### REQUIRED ACTION
Your answer should be every line of the entries that has the string "usize" in it.
━━━ EXERCISE INPUT ━━━
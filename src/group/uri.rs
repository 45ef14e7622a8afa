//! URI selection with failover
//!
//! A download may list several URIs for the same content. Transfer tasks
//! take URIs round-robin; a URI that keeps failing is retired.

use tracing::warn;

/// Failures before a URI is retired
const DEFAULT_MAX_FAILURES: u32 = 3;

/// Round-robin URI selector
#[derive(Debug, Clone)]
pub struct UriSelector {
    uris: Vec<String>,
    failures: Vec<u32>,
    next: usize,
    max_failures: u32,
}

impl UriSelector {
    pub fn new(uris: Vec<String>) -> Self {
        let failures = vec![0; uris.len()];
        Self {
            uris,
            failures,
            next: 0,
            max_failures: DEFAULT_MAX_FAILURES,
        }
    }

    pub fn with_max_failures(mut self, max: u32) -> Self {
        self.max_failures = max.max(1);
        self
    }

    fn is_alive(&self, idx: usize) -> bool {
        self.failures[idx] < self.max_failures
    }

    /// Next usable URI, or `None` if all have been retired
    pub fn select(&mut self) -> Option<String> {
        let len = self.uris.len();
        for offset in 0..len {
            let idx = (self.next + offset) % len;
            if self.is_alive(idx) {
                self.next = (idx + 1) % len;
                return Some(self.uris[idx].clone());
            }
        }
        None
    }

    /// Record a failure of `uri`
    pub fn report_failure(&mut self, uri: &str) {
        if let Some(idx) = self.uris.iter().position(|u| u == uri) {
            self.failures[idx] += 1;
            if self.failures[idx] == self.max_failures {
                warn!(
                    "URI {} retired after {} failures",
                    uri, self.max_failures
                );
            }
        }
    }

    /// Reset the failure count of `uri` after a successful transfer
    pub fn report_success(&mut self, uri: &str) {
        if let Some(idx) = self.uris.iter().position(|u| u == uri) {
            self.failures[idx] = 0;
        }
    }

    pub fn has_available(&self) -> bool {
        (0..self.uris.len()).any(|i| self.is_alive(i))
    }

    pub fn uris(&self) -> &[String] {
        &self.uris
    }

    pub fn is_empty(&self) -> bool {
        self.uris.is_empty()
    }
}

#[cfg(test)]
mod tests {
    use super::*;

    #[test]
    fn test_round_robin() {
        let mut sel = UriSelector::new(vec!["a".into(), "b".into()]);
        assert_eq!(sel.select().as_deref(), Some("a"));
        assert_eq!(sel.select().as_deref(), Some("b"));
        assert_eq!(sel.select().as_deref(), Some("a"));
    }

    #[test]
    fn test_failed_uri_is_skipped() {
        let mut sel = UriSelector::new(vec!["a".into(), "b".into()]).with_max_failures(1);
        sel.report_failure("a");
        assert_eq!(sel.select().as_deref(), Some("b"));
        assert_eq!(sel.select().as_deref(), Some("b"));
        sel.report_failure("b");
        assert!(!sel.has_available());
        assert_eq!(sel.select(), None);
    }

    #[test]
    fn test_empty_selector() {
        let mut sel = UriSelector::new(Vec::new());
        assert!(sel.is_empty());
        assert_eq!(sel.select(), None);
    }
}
━━━
### RESPONSE TO THIS EXERCISE
    next: usize,
    fn is_alive(&self, idx: usize) -> bool {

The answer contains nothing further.